What do these ominous activities mean? Clearly, all the major greenhouse gases that drive warming up — all the carbon dioxide (CO2), all the methane and nitrous oxide, are rising to new unparalleled lights. We are now told that atmospheric CO2 concentration has reached 402.9 parts per million (ppm), surpassing the level of 400 ppm for the first time in modern annals and ice core records dating back as far as 800,000 years.
Quite obviously, the report emphasized, climate change is the most pressing issue facing humanity and life on Earth. Land and sea temperatures are now at new record-breaking levels, as evidenced by melting glaciers and ocean-swelling polar ice caps. In 2016, the global average sea level was 3.25 inches or 82 millimeters higher than the 1993 average, rising for six straight years, with the highest recorded in the western Pacific and Indian Oceans.
Land surface temperatures warmed too last year: average Arctic land surface temperature was 3.6 Fahrenheit (2.0 Celsius), much above the 1981-2010 average. This represents a 6.3 F (3.5 C) increase since recording activities began in 1900.
Extreme weather events in 2016 have increased, from the summed up 93 named tropical cyclone activity that hit worldwide, well above the 1981-2010 average of 82 storms. Two countries in 2016 experienced record high annual temperatures: Mexico and India. In fact, over the northern and eastern Indian peninsula, a week-long heat wave at the end of April 2016 saw temperatures exceed 111 F (44 C), triggering a water crisis for 330 million people, from which 300 fatalities were listed.
The report further emphasizes that global drought was widespread. About 12 % of land surfaces worldwide experienced severe drought conditions or worse each month of 2016. Drought in that year was among the most extensive in the post-1950 record.
Clearly, we’re in troubled times. Clearly, global pollution goes on unabated, despite global efforts to bring down economic activities that contribute to global warming, activities that all of us — leaders and peoples — can do something about with serious, relentless passion.
If 2016 was bad enough globally, how would 2017 fare, now that we’re past the halfway mark.
Do we need to let off steam just to let the global heat simmer down to livable, survivable conditions?
Are we doing enough to bring down the toxic gases we’ve been recklessly, greedily ejecting into the atmosphere? Are we doing enough to bring our forests back to life and greenery?
The task is simple and summarizing enough for us to do singly and collectively. Act now and live on. Remain in gross indifference and die either scalded by rising temperatures, or get submerged by the onrushing sweep of the ocean tides.

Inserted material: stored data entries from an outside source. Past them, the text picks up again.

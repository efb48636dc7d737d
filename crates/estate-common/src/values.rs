//! Polars AnyValue utility functions.
//!
//! This module provides helper functions for working with Polars `AnyValue` types,
//! including string conversions, numeric parsing and missing-value detection.

use polars::prelude::*;

/// Converts a Polars `AnyValue` to a `String` representation.
///
/// Returns an empty string for `Null`, properly formats numeric types without
/// unnecessary trailing zeros.
///
/// # Examples
///
/// ```
/// use polars::prelude::AnyValue;
/// use estate_common::any_to_string;
///
/// assert_eq!(any_to_string(AnyValue::Null), "");
/// assert_eq!(any_to_string(AnyValue::Int32(42)), "42");
/// assert_eq!(any_to_string(AnyValue::String("hello")), "hello");
/// ```
pub fn any_to_string(value: AnyValue<'_>) -> String {
    match value {
        AnyValue::Null => String::new(),
        AnyValue::Int8(v) => v.to_string(),
        AnyValue::Int16(v) => v.to_string(),
        AnyValue::Int32(v) => v.to_string(),
        AnyValue::Int64(v) => v.to_string(),
        AnyValue::UInt8(v) => v.to_string(),
        AnyValue::UInt16(v) => v.to_string(),
        AnyValue::UInt32(v) => v.to_string(),
        AnyValue::UInt64(v) => v.to_string(),
        AnyValue::Float32(v) if v.is_nan() => String::new(),
        AnyValue::Float64(v) if v.is_nan() => String::new(),
        AnyValue::Float32(v) => format_numeric(f64::from(v)),
        AnyValue::Float64(v) => format_numeric(v),
        AnyValue::String(s) => s.to_string(),
        AnyValue::StringOwned(s) => s.to_string(),
        AnyValue::Boolean(b) => b.to_string(),
        other => other.to_string(),
    }
}

/// Returns true when the value is absent: a null, or a floating-point NaN.
pub fn is_missing(value: &AnyValue<'_>) -> bool {
    match value {
        AnyValue::Null => true,
        AnyValue::Float32(v) => v.is_nan(),
        AnyValue::Float64(v) => v.is_nan(),
        _ => false,
    }
}

/// Formats a floating-point number as a string without trailing zeros.
///
/// # Examples
///
/// ```
/// use estate_common::format_numeric;
///
/// assert_eq!(format_numeric(1.0), "1");
/// assert_eq!(format_numeric(1.5), "1.5");
/// assert_eq!(format_numeric(0.0), "0");
/// ```
pub fn format_numeric(v: f64) -> String {
    if v == 0.0 {
        return "0".to_string();
    }
    let s = format!("{v}");
    if !s.contains('.') {
        return s;
    }
    let trimmed = s.trim_end_matches('0').trim_end_matches('.');
    trimmed.to_string()
}

/// Converts an `AnyValue` to `f64`, returning `None` for non-numeric or missing values.
///
/// Handles integer types, floating-point types, and string parsing.
pub fn any_to_f64(value: AnyValue<'_>) -> Option<f64> {
    let number = match value {
        AnyValue::Null => None,
        AnyValue::Int8(v) => Some(f64::from(v)),
        AnyValue::Int16(v) => Some(f64::from(v)),
        AnyValue::Int32(v) => Some(f64::from(v)),
        AnyValue::Int64(v) => Some(v as f64),
        AnyValue::UInt8(v) => Some(f64::from(v)),
        AnyValue::UInt16(v) => Some(f64::from(v)),
        AnyValue::UInt32(v) => Some(f64::from(v)),
        AnyValue::UInt64(v) => Some(v as f64),
        AnyValue::Float32(v) => Some(f64::from(v)),
        AnyValue::Float64(v) => Some(v),
        AnyValue::String(s) => parse_f64(s),
        AnyValue::StringOwned(s) => parse_f64(&s),
        _ => None,
    };
    number.filter(|v| !v.is_nan())
}

/// Parses a string as `f64`, returning `None` for invalid or empty strings.
pub fn parse_f64(value: &str) -> Option<f64> {
    let trimmed = value.trim();
    if trimmed.is_empty() {
        return None;
    }
    trimmed.parse::<f64>().ok().filter(|v| !v.is_nan())
}

/// Reads a column as optional strings, one entry per row.
///
/// Returns `None` when the column does not exist. Missing cells are `None`.
pub fn column_string_values(df: &DataFrame, name: &str) -> Option<Vec<Option<String>>> {
    let column = df.column(name).ok()?;
    let mut values = Vec::with_capacity(df.height());
    for idx in 0..df.height() {
        let value = column.get(idx).unwrap_or(AnyValue::Null);
        if is_missing(&value) {
            values.push(None);
        } else {
            values.push(Some(any_to_string(value)));
        }
    }
    Some(values)
}

/// Reads a column as optional numbers, one entry per row.
///
/// Returns `None` when the column does not exist. Cells that are missing or
/// cannot be read as a number are `None`.
pub fn column_f64_values(df: &DataFrame, name: &str) -> Option<Vec<Option<f64>>> {
    let column = df.column(name).ok()?;
    let mut values = Vec::with_capacity(df.height());
    for idx in 0..df.height() {
        values.push(any_to_f64(column.get(idx).unwrap_or(AnyValue::Null)));
    }
    Some(values)
}
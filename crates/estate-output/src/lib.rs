//! Writers that persist processed listing datasets.
//!
//! The target format is picked from the file extension: `.parquet` writes
//! Parquet, anything else writes UTF-8 CSV prefixed with a byte-order mark
//! so spreadsheet tools detect the encoding.

mod error;

use std::fs::{self, File};
use std::io::{BufWriter, Write};
use std::path::Path;

use polars::prelude::{CsvWriter, DataFrame, ParquetWriter, SerWriter};
use tracing::info;

pub use error::{OutputError, Result};

/// UTF-8 byte-order mark written ahead of CSV output.
pub const UTF8_BOM: &[u8] = b"\xEF\xBB\xBF";

/// On-disk layout for a written dataset.
#[derive(Debug, Clone, Copy, PartialEq, Eq)]
pub enum OutputFormat {
    Csv,
    Parquet,
}

impl OutputFormat {
    /// Choose a format from the path extension. Unknown or missing
    /// extensions fall back to CSV.
    pub fn from_path(path: &Path) -> Self {
        match path
            .extension()
            .and_then(|ext| ext.to_str())
            .map(str::to_ascii_lowercase)
            .as_deref()
        {
            Some("parquet") => Self::Parquet,
            _ => Self::Csv,
        }
    }

    pub fn as_str(self) -> &'static str {
        match self {
            Self::Csv => "csv",
            Self::Parquet => "parquet",
        }
    }
}

/// Write `df` to `path`, creating missing parent directories.
pub fn write_dataset(df: &DataFrame, path: &Path) -> Result<OutputFormat> {
    ensure_parent_dir(path)?;
    let format = OutputFormat::from_path(path);
    // Polars writers need a mutable frame for rechunking.
    let mut frame = df.clone();
    match format {
        OutputFormat::Csv => write_csv(&mut frame, path)?,
        OutputFormat::Parquet => write_parquet(&mut frame, path)?,
    }
    info!(
        path = %path.display(),
        format = format.as_str(),
        records = df.height(),
        "dataset written"
    );
    Ok(format)
}

fn ensure_parent_dir(path: &Path) -> Result<()> {
    if let Some(parent) = path.parent()
        && !parent.as_os_str().is_empty()
    {
        fs::create_dir_all(parent).map_err(|source| OutputError::CreateDir {
            path: parent.to_path_buf(),
            source,
        })?;
    }
    Ok(())
}

fn write_csv(df: &mut DataFrame, path: &Path) -> Result<()> {
    let io_err = |source| OutputError::Io {
        path: path.to_path_buf(),
        source,
    };
    let file = File::create(path).map_err(io_err)?;
    let mut writer = BufWriter::new(file);
    writer.write_all(UTF8_BOM).map_err(io_err)?;
    CsvWriter::new(&mut writer)
        .include_header(true)
        .finish(df)
        .map_err(|source| OutputError::Encode {
            path: path.to_path_buf(),
            source,
        })?;
    writer.flush().map_err(io_err)
}

fn write_parquet(df: &mut DataFrame, path: &Path) -> Result<()> {
    let file = File::create(path).map_err(|source| OutputError::Io {
        path: path.to_path_buf(),
        source,
    })?;
    ParquetWriter::new(file)
        .finish(df)
        .map_err(|source| OutputError::Encode {
            path: path.to_path_buf(),
            source,
        })?;
    Ok(())
}
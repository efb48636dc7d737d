//! Data-quality validation for listing datasets.
//!
//! [`validate_dataset`] inspects a DataFrame snapshot and returns every
//! detected defect class. It never mutates its input and never fails:
//! findings are observability signals, not errors.
//!
//! Checks run independently, in this order:
//!
//! 1. Missing values in the critical columns (`id_propiedad`, `precio`, `tipo_propiedad`)
//! 2. Negative prices
//! 3. Price outliers by the 1.5 × IQR rule (informational, never a violation)
//! 4. Repeated `id_propiedad` values

mod checks;

use polars::prelude::DataFrame;
use tracing::{info, warn};

use estate_model::ValidationResult;

pub use checks::outliers::price_outliers;

/// Run all quality checks over the current state of `df`.
///
/// Calling it twice on the same data yields identical results; nothing is
/// cached between calls.
pub fn validate_dataset(df: &DataFrame) -> ValidationResult {
    info!(records = df.height(), "running data-quality checks");
    let result = checks::run_all(df);

    if let Some(outliers) = result.outliers.filter(|summary| summary.count > 0) {
        warn!(
            count = outliers.count,
            lower_bound = outliers.lower_bound,
            upper_bound = outliers.upper_bound,
            "possible price outliers detected"
        );
    }

    if result.passed {
        info!("all data-quality checks passed");
    } else {
        warn!(
            violation_count = result.violation_count(),
            "data-quality checks failed"
        );
        for violation in &result.violations {
            warn!(column = violation.column(), count = violation.count(), "{violation}");
        }
    }
    result
}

If we don’t take care of nature, it won’t take care of us, all of us. If we don’t work to manage our future, knowing what it holds for us by our inaction, singly and collectively, nobody else will. Even our inheritors will never forgive us for surrendering that future in the hands of hotheads who refuse to see, feel and experience what has become too obvious: we either live and survive as one, or perish as one in palpable separate ways.